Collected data
"""

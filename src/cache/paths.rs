// Cache root resolution.
// Picks the platform cache directory unless an explicit override is given.

use std::fs;
use std::path::{Path, PathBuf};

use directories::ProjectDirs;

use crate::error::{Result, StarpickError};

/// Resolve the cache root, creating the directory if absent.
///
/// An override (tests, `--cache-dir`) wins; otherwise the platform cache
/// directory is used (~/.cache/starpick on Linux).
pub fn cache_root(override_path: Option<&Path>) -> Result<PathBuf> {
    let root = match override_path {
        Some(path) => path.to_path_buf(),
        None => ProjectDirs::from("", "", "starpick")
            .map(|dirs| dirs.cache_dir().to_path_buf())
            .ok_or_else(|| {
                StarpickError::Other("could not resolve a user cache directory".to_string())
            })?,
    };
    fs::create_dir_all(&root)?;
    Ok(root)
}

"""

> What you will do:
Retype all of the data exactly. Leave nothing out.

> Solution to this problem:
filename src/cache/paths.rs
// Cache root resolution.
// Picks the platform cache directory unless an explicit override is given.

use std::fs;
use std::path::{Path, PathBuf};

use directories::ProjectDirs;

use crate::error::{Result, StarpickError};

/// Resolve the cache root, creating the directory if absent.
///
/// An override (tests, `--cache-dir`) wins; otherwise the platform cache
/// directory is used (~/.cache/starpick on Linux).
pub fn cache_root(override_path: Option<&Path>) -> Result<PathBuf> {
    let root = match override_path {
        Some(path) => path.to_path_buf(),
        None => ProjectDirs::from("", "", "starpick")
            .map(|dirs| dirs.cache_dir().to_path_buf())
            .ok_or_else(|| {
                StarpickError::Other("could not resolve a user cache directory".to_string())
            })?,
    };
    fs::create_dir_all(&root)?;
    Ok(root)
}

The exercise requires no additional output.